REQUIRED WORK ::
Every entry should be given again exactly, with nothing dropped.

• • • •

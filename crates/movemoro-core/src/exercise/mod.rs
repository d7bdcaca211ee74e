//! Exercise catalog, completion history and selection.

mod catalog;
mod filter;
mod history;
mod selector;

pub use catalog::{
    BuiltinCatalog, Catalog, CatalogSource, Category, Difficulty, Environment, Exercise,
    FileCatalog,
};
pub use filter::{
    eligible, is_floor_exercise, select, DifficultyPreference, OnEmpty, PolicyRule,
    SelectionContext, SelectionPreferences, Stage, RELAXATION_POLICY,
};
pub use history::{CompletionHistory, CompletionRecord, HISTORY_CAPACITY, RECENT_WINDOW};
pub use selector::{ExerciseSelector, SnackPair, DEFAULT_EXTENSION_CHOICES};
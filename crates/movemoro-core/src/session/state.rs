use std::fmt;
use std::num::NonZeroU64;

use serde::{Deserialize, Serialize};

use crate::error::ConfigError;
use crate::storage::Settings;
use crate::timer::TimerSnapshot;

#[derive(Debug, Clone, Copy, PartialEq, Eq, Hash, Serialize, Deserialize)]
#[serde(rename_all = "camelCase")]
pub enum Mode {
    Work,
    Break,
    LongBreak,
}

impl Mode {
    pub fn is_break(self) -> bool {
        matches!(self, Mode::Break | Mode::LongBreak)
    }

    pub fn as_str(self) -> &'static str {
        match self {
            Mode::Work => "work",
            Mode::Break => "break",
            Mode::LongBreak => "longBreak",
        }
    }

    pub fn label(self) -> &'static str {
        match self {
            Mode::Work => "Work Session",
            Mode::Break => "Short Break",
            Mode::LongBreak => "Long Break",
        }
    }
}

impl fmt::Display for Mode {
    fn fmt(&self, f: &mut fmt::Formatter<'_>) -> fmt::Result {
        f.write_str(self.as_str())
    }
}

/// Authoritative session state, mutated only by the session machine.
#[derive(Debug, Clone, PartialEq, Eq, Serialize, Deserialize)]
pub struct SessionState {
    pub mode: Mode,
    /// Completed work/break cycles.
    pub session_count: u32,
    /// Break variant most recently entered.
    #[serde(default)]
    pub last_break_mode: Option<Mode>,
    /// Extension exercises were already offered during this break.
    #[serde(default)]
    pub break_extension_offered: bool,
    #[serde(default)]
    pub extension_panel_active: bool,
}

impl Default for SessionState {
    fn default() -> Self {
        Self {
            mode: Mode::Work,
            session_count: 0,
            last_break_mode: None,
            break_extension_offered: false,
            extension_panel_active: false,
        }
    }
}

impl SessionState {
    /// Whether the break that follows the current work interval is long.
    pub fn next_break_is_long(&self, sessions_before_long_break: u32) -> bool {
        is_long_break(self.session_count, sessions_before_long_break)
    }
}

/// `session_count > 0 && (session_count + 1) % sessions_before_long_break == 0`
pub fn is_long_break(session_count: u32, sessions_before_long_break: u32) -> bool {
    sessions_before_long_break > 0
        && session_count > 0
        && (session_count + 1) % sessions_before_long_break == 0
}

/// Validated interval lengths the machine sizes its timers from.
#[derive(Debug, Clone, Copy, PartialEq, Eq)]
pub struct SessionConfig {
    pub work: NonZeroU64,
    pub short_break: NonZeroU64,
    pub long_break: NonZeroU64,
    pub sessions_before_long_break: u32,
}

impl SessionConfig {
    /// Build from minutes.
    ///
    /// # Errors
    /// Returns [`ConfigError::InvalidValue`] naming the first zero field.
    pub fn from_minutes(
        work_min: u32,
        break_min: u32,
        long_break_min: u32,
        sessions_before_long_break: u32,
    ) -> Result<Self, ConfigError> {
        let secs = |key: &str, min: u32| {
            NonZeroU64::new(u64::from(min) * 60).ok_or_else(|| ConfigError::InvalidValue {
                key: key.to_string(),
                message: "must be a positive number of minutes".into(),
            })
        };
        if sessions_before_long_break == 0 {
            return Err(ConfigError::InvalidValue {
                key: "sessions_before_long_break".into(),
                message: "must be at least 1".into(),
            });
        }
        Ok(Self {
            work: secs("work_duration", work_min)?,
            short_break: secs("break_duration", break_min)?,
            long_break: secs("long_break_duration", long_break_min)?,
            sessions_before_long_break,
        })
    }

    pub fn duration_for(&self, mode: Mode) -> NonZeroU64 {
        match mode {
            Mode::Work => self.work,
            Mode::Break => self.short_break,
            Mode::LongBreak => self.long_break,
        }
    }
}

impl Default for SessionConfig {
    /// 25 / 5 / 15 minutes, long break every fourth session.
    fn default() -> Self {
        Self {
            work: NonZeroU64::MIN.saturating_add(25 * 60 - 1),
            short_break: NonZeroU64::MIN.saturating_add(5 * 60 - 1),
            long_break: NonZeroU64::MIN.saturating_add(15 * 60 - 1),
            sessions_before_long_break: 4,
        }
    }
}

impl TryFrom<&Settings> for SessionConfig {
    type Error = ConfigError;

    fn try_from(settings: &Settings) -> Result<Self, Self::Error> {
        Self::from_minutes(
            settings.work_duration,
            settings.break_duration,
            settings.long_break_duration,
            settings.sessions_before_long_break,
        )
    }
}

/// Everything needed to pick a session back up after a restart.
#[derive(Debug, Clone, PartialEq, Eq, Serialize, Deserialize)]
pub struct SessionSnapshot {
    pub state: SessionState,
    pub timer: TimerSnapshot,
}

#[cfg(test)]
mod tests {
    use super::*;

    #[test]
    fn long_break_every_fourth_session() {
        assert!(is_long_break(3, 4));
        assert!(!is_long_break(2, 4));
        assert!(!is_long_break(0, 4));
        assert!(is_long_break(7, 4));
        assert!(!is_long_break(4, 4));
    }

    #[test]
    fn first_session_is_never_long() {
        // Even when every break should be long, the very first one is short.
        assert!(!is_long_break(0, 1));
        assert!(is_long_break(1, 1));
    }

    #[test]
    fn config_from_minutes() {
        let cfg = SessionConfig::from_minutes(25, 5, 15, 4).unwrap();
        assert_eq!(cfg.duration_for(Mode::Work).get(), 1500);
        assert_eq!(cfg.duration_for(Mode::Break).get(), 300);
        assert_eq!(cfg.duration_for(Mode::LongBreak).get(), 900);
    }

    #[test]
    fn config_rejects_zero() {
        assert!(matches!(
            SessionConfig::from_minutes(0, 5, 15, 4),
            Err(ConfigError::InvalidValue { key, .. }) if key == "work_duration"
        ));
        assert!(SessionConfig::from_minutes(25, 5, 15, 0).is_err());
    }

    #[test]
    fn default_config_matches_default_settings() {
        let cfg = SessionConfig::default();
        assert_eq!(cfg.work.get(), 25 * 60);
        assert_eq!(cfg, SessionConfig::try_from(&Settings::default()).unwrap());
    }

    #[test]
    fn mode_serializes_camel_case() {
        assert_eq!(serde_json::to_string(&Mode::LongBreak).unwrap(), "\"longBreak\"");
    }
}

• • • •

EXERCISE RESPONSE ::
filename crates/movemoro-core/src/exercise/mod.rs
repository d7bdcaca211ee74e
//! Exercise catalog, completion history and selection.

mod catalog;
mod filter;
mod history;
mod selector;

pub use catalog::{
    BuiltinCatalog, Catalog, CatalogSource, Category, Difficulty, Environment, Exercise,
    FileCatalog,
};
pub use filter::{
    eligible, is_floor_exercise, select, DifficultyPreference, OnEmpty, PolicyRule,
    SelectionContext, SelectionPreferences, Stage, RELAXATION_POLICY,
};
pub use history::{CompletionHistory, CompletionRecord, HISTORY_CAPACITY, RECENT_WINDOW};
pub use selector::{ExerciseSelector, SnackPair, DEFAULT_EXTENSION_CHOICES};
filename crates/movemoro-core/src/session/state.rs
use std::fmt;
use std::num::NonZeroU64;

use serde::{Deserialize, Serialize};

use crate::error::ConfigError;
use crate::storage::Settings;
use crate::timer::TimerSnapshot;

#[derive(Debug, Clone, Copy, PartialEq, Eq, Hash, Serialize, Deserialize)]
#[serde(rename_all = "camelCase")]
pub enum Mode {
    Work,
    Break,
    LongBreak,
}

impl Mode {
    pub fn is_break(self) -> bool {
        matches!(self, Mode::Break | Mode::LongBreak)
    }

    pub fn as_str(self) -> &'static str {
        match self {
            Mode::Work => "work",
            Mode::Break => "break",
            Mode::LongBreak => "longBreak",
        }
    }

    pub fn label(self) -> &'static str {
        match self {
            Mode::Work => "Work Session",
            Mode::Break => "Short Break",
            Mode::LongBreak => "Long Break",
        }
    }
}

impl fmt::Display for Mode {
    fn fmt(&self, f: &mut fmt::Formatter<'_>) -> fmt::Result {
        f.write_str(self.as_str())
    }
}

/// Authoritative session state, mutated only by the session machine.
#[derive(Debug, Clone, PartialEq, Eq, Serialize, Deserialize)]
pub struct SessionState {
    pub mode: Mode,
    /// Completed work/break cycles.
    pub session_count: u32,
    /// Break variant most recently entered.
    #[serde(default)]
    pub last_break_mode: Option<Mode>,
    /// Extension exercises were already offered during this break.
    #[serde(default)]
    pub break_extension_offered: bool,
    #[serde(default)]
    pub extension_panel_active: bool,
}

impl Default for SessionState {
    fn default() -> Self {
        Self {
            mode: Mode::Work,
            session_count: 0,
            last_break_mode: None,
            break_extension_offered: false,
            extension_panel_active: false,
        }
    }
}

impl SessionState {
    /// Whether the break that follows the current work interval is long.
    pub fn next_break_is_long(&self, sessions_before_long_break: u32) -> bool {
        is_long_break(self.session_count, sessions_before_long_break)
    }
}

/// `session_count > 0 && (session_count + 1) % sessions_before_long_break == 0`
pub fn is_long_break(session_count: u32, sessions_before_long_break: u32) -> bool {
    sessions_before_long_break > 0
        && session_count > 0
        && (session_count + 1) % sessions_before_long_break == 0
}

/// Validated interval lengths the machine sizes its timers from.
#[derive(Debug, Clone, Copy, PartialEq, Eq)]
pub struct SessionConfig {
    pub work: NonZeroU64,
    pub short_break: NonZeroU64,
    pub long_break: NonZeroU64,
    pub sessions_before_long_break: u32,
}

impl SessionConfig {
    /// Build from minutes.
    ///
    /// # Errors
    /// Returns [`ConfigError::InvalidValue`] naming the first zero field.
    pub fn from_minutes(
        work_min: u32,
        break_min: u32,
        long_break_min: u32,
        sessions_before_long_break: u32,
    ) -> Result<Self, ConfigError> {
        let secs = |key: &str, min: u32| {
            NonZeroU64::new(u64::from(min) * 60).ok_or_else(|| ConfigError::InvalidValue {
                key: key.to_string(),
                message: "must be a positive number of minutes".into(),
            })
        };
        if sessions_before_long_break == 0 {
            return Err(ConfigError::InvalidValue {
                key: "sessions_before_long_break".into(),
                message: "must be at least 1".into(),
            });
        }
        Ok(Self {
            work: secs("work_duration", work_min)?,
            short_break: secs("break_duration", break_min)?,
            long_break: secs("long_break_duration", long_break_min)?,
            sessions_before_long_break,
        })
    }

    pub fn duration_for(&self, mode: Mode) -> NonZeroU64 {
        match mode {
            Mode::Work => self.work,
            Mode::Break => self.short_break,
            Mode::LongBreak => self.long_break,
        }
    }
}

impl Default for SessionConfig {
    /// 25 / 5 / 15 minutes, long break every fourth session.
    fn default() -> Self {
        Self {
            work: NonZeroU64::MIN.saturating_add(25 * 60 - 1),
            short_break: NonZeroU64::MIN.saturating_add(5 * 60 - 1),
            long_break: NonZeroU64::MIN.saturating_add(15 * 60 - 1),
            sessions_before_long_break: 4,
        }
    }
}

impl TryFrom<&Settings> for SessionConfig {
    type Error = ConfigError;

    fn try_from(settings: &Settings) -> Result<Self, Self::Error> {
        Self::from_minutes(
            settings.work_duration,
            settings.break_duration,
            settings.long_break_duration,
            settings.sessions_before_long_break,
        )
    }
}

/// Everything needed to pick a session back up after a restart.
#[derive(Debug, Clone, PartialEq, Eq, Serialize, Deserialize)]
pub struct SessionSnapshot {
    pub state: SessionState,
    pub timer: TimerSnapshot,
}

#[cfg(test)]
mod tests {
    use super::*;

    #[test]
    fn long_break_every_fourth_session() {
        assert!(is_long_break(3, 4));
        assert!(!is_long_break(2, 4));
        assert!(!is_long_break(0, 4));
        assert!(is_long_break(7, 4));
        assert!(!is_long_break(4, 4));
    }

    #[test]
    fn first_session_is_never_long() {
        // Even when every break should be long, the very first one is short.
        assert!(!is_long_break(0, 1));
        assert!(is_long_break(1, 1));
    }

    #[test]
    fn config_from_minutes() {
        let cfg = SessionConfig::from_minutes(25, 5, 15, 4).unwrap();
        assert_eq!(cfg.duration_for(Mode::Work).get(), 1500);
        assert_eq!(cfg.duration_for(Mode::Break).get(), 300);
        assert_eq!(cfg.duration_for(Mode::LongBreak).get(), 900);
    }

    #[test]
    fn config_rejects_zero() {
        assert!(matches!(
            SessionConfig::from_minutes(0, 5, 15, 4),
            Err(ConfigError::InvalidValue { key, .. }) if key == "work_duration"
        ));
        assert!(SessionConfig::from_minutes(25, 5, 15, 0).is_err());
    }

    #[test]
    fn default_config_matches_default_settings() {
        let cfg = SessionConfig::default();
        assert_eq!(cfg.work.get(), 25 * 60);
        assert_eq!(cfg, SessionConfig::try_from(&Settings::default()).unwrap());
    }

    #[test]
    fn mode_serializes_camel_case() {
        assert_eq!(serde_json::to_string(&Mode::LongBreak).unwrap(), "\"longBreak\"");
    }
}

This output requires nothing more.